╔══

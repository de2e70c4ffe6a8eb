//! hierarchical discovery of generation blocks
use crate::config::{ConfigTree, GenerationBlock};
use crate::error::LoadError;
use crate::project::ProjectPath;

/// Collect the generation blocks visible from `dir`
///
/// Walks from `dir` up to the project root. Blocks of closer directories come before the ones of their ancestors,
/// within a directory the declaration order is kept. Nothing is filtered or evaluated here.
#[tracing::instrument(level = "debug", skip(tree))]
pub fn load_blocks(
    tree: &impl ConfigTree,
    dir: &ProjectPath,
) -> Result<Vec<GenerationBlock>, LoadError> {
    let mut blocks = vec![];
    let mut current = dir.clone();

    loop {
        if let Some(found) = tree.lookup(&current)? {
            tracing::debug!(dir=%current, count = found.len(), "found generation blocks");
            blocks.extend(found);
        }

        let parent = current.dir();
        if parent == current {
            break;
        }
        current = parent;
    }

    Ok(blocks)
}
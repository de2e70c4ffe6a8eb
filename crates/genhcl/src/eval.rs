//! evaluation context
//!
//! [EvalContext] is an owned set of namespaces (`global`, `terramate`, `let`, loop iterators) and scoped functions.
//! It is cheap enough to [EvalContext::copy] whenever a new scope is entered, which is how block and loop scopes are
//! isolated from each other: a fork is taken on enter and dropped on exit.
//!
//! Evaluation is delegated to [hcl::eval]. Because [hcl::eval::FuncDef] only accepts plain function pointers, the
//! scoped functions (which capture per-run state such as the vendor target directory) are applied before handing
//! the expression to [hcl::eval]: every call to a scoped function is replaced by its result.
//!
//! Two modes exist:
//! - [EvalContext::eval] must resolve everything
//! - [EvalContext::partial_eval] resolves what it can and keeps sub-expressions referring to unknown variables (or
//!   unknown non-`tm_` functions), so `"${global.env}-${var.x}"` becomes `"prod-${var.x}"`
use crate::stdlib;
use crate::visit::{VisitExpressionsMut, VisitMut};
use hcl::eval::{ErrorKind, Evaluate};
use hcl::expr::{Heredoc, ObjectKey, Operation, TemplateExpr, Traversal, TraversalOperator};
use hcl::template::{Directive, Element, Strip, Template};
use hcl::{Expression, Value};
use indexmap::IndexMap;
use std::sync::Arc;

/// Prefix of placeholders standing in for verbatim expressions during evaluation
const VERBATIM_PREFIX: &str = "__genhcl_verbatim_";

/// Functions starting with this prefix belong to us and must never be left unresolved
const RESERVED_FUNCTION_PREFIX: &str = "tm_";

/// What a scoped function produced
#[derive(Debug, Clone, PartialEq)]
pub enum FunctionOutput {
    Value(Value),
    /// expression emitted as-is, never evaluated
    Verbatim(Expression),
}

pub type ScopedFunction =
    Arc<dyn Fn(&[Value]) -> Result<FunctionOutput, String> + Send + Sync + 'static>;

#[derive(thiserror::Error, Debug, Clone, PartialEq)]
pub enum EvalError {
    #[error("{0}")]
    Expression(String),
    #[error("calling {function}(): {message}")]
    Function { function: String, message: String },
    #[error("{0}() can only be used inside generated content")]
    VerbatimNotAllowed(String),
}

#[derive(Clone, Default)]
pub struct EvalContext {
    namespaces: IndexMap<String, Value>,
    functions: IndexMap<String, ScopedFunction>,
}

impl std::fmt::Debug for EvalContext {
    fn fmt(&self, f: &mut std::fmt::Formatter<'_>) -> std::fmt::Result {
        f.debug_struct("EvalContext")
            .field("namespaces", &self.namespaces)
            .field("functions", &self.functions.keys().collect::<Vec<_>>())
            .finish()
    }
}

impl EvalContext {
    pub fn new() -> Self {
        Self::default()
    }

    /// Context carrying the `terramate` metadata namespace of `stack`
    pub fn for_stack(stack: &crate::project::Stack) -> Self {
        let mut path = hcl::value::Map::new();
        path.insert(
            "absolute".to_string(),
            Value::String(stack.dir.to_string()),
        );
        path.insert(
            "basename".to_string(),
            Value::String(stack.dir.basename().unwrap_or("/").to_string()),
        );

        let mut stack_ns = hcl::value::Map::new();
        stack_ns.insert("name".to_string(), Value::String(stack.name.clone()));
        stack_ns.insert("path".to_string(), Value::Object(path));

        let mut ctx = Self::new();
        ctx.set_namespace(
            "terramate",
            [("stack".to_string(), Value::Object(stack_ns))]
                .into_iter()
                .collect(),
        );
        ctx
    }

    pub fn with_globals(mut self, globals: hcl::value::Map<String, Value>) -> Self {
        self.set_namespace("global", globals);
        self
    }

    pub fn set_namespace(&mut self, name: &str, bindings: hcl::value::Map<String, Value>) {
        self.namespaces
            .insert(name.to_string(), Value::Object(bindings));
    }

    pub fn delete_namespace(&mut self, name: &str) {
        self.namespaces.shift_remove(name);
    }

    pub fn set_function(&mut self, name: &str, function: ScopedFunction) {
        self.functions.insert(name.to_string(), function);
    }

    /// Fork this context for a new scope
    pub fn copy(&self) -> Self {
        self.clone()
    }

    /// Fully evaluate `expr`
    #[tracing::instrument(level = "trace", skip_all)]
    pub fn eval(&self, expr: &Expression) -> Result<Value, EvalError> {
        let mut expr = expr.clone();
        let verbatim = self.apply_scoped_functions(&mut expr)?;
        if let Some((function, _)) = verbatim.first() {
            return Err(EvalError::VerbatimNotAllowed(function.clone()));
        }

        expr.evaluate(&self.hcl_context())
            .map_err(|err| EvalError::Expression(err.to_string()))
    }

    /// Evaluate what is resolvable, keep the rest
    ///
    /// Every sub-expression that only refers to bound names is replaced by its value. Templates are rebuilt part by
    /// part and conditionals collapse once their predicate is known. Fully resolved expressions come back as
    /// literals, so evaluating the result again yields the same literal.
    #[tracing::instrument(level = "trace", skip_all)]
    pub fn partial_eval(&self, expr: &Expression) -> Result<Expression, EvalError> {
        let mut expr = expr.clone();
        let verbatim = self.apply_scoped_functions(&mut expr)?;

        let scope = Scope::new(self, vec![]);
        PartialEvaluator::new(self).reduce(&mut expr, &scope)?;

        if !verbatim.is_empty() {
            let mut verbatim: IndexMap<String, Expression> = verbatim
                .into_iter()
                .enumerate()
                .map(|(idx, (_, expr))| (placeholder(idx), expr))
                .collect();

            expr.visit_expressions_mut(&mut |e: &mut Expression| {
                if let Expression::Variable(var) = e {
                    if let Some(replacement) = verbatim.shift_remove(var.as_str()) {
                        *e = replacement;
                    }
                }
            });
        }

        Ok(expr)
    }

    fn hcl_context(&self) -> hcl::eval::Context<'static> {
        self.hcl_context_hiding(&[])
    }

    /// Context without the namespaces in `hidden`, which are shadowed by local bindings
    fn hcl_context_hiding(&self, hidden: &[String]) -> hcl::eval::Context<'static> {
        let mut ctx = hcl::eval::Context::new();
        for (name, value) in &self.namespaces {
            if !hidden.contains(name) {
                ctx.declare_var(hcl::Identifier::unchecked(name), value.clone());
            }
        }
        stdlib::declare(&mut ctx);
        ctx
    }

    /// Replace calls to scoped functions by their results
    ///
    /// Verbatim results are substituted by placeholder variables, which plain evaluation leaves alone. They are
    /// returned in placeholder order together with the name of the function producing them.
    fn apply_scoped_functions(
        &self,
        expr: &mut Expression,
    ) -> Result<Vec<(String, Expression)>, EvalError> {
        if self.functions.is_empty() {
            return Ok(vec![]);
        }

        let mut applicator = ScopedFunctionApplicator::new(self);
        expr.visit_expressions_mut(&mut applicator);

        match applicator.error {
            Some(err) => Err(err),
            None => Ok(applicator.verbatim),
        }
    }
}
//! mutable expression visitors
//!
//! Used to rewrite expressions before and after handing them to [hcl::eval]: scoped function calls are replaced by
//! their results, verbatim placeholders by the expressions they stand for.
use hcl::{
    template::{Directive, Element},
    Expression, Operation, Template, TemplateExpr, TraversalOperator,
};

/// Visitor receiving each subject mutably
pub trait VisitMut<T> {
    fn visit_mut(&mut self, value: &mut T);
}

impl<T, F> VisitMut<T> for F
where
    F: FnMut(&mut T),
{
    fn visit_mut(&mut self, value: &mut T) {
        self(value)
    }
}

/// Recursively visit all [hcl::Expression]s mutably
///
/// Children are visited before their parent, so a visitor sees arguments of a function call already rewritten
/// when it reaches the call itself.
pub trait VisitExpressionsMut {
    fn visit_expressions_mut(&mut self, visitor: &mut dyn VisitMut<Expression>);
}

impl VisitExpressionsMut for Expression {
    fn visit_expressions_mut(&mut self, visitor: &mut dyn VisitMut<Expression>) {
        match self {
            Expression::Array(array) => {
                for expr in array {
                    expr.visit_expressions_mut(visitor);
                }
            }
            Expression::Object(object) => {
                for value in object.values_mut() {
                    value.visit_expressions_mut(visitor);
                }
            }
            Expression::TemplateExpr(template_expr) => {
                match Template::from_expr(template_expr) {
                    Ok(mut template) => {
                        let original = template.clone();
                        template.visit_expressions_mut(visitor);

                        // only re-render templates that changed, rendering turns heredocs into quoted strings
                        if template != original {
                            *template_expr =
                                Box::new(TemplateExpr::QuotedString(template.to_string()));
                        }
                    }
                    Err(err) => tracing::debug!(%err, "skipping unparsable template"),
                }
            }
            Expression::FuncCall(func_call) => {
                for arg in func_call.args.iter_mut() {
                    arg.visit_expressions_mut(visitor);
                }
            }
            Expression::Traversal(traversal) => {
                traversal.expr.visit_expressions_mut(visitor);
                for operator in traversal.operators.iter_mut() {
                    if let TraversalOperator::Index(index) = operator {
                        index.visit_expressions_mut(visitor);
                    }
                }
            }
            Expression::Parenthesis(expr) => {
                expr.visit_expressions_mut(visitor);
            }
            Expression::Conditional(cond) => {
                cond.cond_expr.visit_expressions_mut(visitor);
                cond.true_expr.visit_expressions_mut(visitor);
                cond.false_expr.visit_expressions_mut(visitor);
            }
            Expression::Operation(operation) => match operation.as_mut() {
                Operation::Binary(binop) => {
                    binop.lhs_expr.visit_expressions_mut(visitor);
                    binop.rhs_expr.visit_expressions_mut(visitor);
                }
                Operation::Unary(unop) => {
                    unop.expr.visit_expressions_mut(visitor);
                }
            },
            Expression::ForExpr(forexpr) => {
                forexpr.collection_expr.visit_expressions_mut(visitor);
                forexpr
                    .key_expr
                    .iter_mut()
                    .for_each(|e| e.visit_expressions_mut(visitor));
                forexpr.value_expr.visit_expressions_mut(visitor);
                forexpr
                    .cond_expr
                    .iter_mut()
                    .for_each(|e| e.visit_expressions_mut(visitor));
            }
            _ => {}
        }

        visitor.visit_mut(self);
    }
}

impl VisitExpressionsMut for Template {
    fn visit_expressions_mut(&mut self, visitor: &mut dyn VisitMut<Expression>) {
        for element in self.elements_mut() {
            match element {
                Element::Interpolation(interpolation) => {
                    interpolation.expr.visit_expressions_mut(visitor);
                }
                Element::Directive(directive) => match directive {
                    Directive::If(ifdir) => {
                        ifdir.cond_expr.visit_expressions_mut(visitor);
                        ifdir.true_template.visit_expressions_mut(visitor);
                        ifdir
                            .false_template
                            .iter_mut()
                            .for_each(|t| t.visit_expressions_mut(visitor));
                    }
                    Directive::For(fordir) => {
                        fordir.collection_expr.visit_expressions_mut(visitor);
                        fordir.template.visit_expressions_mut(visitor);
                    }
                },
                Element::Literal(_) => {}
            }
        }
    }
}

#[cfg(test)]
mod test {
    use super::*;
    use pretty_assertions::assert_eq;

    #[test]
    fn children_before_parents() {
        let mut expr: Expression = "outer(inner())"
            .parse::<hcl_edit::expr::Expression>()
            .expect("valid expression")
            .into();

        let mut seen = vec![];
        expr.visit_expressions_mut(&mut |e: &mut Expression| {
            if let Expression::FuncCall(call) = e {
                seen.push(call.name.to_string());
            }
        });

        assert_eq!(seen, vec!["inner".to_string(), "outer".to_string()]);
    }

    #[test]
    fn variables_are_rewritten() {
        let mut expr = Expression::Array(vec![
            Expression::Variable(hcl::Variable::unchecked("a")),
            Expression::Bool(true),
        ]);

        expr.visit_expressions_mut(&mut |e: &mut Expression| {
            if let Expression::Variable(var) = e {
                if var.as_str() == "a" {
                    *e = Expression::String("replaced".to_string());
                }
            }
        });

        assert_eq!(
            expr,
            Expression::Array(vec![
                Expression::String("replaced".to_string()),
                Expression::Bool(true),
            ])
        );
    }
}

╚══

**Exercise aim**
Count how many lines in the records hold the string "Directive"; reply with the number alone.

**Written response**
5